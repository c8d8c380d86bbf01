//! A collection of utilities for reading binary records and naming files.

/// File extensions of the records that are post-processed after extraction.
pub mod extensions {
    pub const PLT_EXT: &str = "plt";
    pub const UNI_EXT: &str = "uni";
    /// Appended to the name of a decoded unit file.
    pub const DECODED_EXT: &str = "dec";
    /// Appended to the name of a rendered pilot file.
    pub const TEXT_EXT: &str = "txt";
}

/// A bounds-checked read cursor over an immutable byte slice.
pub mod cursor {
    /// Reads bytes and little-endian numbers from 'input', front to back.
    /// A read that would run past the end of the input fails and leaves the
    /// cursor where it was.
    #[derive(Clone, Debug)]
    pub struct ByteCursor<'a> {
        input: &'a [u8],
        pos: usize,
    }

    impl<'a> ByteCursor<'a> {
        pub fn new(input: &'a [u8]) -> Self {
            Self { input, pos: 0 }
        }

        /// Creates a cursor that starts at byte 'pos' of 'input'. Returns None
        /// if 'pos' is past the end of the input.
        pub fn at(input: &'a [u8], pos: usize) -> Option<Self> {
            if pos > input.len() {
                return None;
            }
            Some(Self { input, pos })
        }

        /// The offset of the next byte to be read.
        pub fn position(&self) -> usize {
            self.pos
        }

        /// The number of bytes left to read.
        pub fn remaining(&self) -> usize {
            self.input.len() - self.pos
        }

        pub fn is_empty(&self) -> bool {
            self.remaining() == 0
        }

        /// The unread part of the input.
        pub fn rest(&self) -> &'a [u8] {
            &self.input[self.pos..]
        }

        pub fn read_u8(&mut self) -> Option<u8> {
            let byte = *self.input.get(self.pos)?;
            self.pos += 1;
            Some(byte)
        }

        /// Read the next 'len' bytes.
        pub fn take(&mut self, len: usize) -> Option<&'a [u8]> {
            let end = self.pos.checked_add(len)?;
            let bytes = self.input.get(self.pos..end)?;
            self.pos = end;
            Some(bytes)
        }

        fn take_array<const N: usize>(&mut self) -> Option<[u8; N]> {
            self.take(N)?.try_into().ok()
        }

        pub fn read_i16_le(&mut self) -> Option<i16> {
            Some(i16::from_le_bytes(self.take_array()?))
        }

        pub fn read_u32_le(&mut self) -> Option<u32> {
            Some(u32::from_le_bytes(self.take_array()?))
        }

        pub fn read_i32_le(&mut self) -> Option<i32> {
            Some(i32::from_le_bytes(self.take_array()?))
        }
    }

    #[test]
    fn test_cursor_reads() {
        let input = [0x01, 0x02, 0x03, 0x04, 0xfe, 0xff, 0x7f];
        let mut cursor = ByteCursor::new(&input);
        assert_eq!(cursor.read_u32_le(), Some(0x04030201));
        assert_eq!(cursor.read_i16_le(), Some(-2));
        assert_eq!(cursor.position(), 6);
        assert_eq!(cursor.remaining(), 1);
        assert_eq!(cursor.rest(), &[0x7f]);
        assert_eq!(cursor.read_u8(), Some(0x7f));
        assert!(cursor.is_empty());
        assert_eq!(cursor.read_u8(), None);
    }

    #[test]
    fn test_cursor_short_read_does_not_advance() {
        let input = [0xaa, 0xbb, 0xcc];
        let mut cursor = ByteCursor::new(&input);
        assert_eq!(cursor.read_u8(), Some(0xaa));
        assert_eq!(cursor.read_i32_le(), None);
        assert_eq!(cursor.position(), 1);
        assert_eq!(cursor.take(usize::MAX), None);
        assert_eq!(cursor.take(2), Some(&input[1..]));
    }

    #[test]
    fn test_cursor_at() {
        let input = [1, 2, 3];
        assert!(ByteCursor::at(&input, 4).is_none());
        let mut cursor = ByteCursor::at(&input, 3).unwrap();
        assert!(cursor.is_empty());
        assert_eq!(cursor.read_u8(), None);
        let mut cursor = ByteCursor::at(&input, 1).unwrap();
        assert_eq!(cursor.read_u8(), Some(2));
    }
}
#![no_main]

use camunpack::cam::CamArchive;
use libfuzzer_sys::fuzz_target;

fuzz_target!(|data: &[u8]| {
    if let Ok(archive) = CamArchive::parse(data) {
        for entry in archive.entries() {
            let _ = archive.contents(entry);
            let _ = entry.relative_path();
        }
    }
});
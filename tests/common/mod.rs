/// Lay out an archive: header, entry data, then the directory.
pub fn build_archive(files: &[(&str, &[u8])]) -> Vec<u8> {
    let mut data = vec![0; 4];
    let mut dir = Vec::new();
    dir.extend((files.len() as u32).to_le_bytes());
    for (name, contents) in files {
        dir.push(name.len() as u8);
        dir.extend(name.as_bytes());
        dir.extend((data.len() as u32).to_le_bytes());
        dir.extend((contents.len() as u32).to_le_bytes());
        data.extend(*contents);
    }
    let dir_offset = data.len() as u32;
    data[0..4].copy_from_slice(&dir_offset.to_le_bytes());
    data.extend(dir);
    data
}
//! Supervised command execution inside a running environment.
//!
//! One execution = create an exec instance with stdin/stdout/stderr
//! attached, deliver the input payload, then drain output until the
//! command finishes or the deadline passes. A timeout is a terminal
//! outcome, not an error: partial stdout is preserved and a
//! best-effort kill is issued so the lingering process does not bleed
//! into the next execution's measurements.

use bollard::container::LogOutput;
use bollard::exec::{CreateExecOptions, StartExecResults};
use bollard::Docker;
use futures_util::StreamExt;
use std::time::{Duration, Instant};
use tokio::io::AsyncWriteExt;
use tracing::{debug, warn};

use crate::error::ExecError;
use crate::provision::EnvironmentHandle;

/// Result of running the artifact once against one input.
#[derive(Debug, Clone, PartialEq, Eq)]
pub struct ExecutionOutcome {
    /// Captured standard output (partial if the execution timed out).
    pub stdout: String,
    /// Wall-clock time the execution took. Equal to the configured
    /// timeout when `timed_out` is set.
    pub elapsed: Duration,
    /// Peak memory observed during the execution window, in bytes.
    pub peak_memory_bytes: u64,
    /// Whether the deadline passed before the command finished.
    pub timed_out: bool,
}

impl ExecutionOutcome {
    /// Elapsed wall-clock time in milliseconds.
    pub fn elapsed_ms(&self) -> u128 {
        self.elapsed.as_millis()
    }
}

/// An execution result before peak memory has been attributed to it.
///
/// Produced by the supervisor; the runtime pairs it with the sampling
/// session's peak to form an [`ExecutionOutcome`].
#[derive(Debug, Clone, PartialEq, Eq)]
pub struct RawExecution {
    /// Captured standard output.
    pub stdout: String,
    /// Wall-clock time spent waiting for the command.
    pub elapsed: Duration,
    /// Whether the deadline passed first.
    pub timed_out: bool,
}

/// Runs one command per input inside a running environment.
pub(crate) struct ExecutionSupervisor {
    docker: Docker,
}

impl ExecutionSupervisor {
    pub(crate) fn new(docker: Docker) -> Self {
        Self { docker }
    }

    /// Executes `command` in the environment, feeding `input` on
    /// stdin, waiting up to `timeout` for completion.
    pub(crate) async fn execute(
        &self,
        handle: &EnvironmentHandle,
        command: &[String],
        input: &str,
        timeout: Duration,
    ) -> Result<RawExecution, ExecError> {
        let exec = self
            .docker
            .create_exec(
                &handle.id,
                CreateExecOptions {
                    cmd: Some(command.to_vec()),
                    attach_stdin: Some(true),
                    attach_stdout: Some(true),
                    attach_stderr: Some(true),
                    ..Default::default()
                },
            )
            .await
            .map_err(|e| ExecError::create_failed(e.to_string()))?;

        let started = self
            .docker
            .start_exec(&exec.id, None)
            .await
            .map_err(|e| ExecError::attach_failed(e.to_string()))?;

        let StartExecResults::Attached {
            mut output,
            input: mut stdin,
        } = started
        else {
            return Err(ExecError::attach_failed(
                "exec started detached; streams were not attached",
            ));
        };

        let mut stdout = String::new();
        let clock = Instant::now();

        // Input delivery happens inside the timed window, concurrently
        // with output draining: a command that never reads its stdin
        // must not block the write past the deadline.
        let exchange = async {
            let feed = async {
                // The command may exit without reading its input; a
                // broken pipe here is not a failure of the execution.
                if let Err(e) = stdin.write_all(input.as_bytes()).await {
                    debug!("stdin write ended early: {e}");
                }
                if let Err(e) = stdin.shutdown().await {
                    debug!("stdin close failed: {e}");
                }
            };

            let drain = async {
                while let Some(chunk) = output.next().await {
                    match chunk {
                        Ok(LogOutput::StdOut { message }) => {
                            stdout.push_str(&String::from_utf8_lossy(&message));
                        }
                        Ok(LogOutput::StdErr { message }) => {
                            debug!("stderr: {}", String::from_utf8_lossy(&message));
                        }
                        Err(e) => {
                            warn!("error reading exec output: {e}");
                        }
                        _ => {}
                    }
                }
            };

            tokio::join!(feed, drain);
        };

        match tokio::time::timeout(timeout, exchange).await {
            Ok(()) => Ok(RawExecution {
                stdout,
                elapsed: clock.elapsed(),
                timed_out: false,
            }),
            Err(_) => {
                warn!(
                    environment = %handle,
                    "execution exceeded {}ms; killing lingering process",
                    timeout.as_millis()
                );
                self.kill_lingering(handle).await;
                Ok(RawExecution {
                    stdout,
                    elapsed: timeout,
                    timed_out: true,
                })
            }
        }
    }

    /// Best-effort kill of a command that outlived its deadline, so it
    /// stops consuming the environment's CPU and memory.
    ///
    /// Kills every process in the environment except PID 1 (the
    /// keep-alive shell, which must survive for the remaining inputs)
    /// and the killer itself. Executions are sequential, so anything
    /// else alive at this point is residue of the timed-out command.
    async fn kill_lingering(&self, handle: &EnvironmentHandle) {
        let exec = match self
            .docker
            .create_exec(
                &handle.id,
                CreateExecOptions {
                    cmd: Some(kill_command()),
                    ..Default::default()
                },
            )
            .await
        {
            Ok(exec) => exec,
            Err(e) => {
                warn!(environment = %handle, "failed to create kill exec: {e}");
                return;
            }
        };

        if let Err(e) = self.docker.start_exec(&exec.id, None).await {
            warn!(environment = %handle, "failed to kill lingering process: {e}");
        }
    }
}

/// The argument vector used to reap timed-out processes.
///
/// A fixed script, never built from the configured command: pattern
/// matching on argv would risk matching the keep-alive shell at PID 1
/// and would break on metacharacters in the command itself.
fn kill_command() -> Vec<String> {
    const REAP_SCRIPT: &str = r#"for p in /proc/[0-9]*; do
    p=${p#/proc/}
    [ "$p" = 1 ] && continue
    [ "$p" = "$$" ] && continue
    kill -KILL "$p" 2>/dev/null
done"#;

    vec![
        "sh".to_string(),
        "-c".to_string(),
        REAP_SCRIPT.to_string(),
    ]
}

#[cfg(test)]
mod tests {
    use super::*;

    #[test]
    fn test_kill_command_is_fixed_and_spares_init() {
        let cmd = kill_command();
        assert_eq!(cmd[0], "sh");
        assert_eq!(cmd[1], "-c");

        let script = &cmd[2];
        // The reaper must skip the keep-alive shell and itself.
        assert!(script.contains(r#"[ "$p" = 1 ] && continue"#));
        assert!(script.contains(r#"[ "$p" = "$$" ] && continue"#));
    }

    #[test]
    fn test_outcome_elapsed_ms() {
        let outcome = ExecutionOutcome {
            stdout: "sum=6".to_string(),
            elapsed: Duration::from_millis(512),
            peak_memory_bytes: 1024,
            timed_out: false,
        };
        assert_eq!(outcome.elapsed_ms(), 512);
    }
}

- - - - -

REQUIRED WORK:
For every line in the material above, note whether the word "started" appears, then state the number of lines where it does and nothing else.

YOUR RESPONSE:
3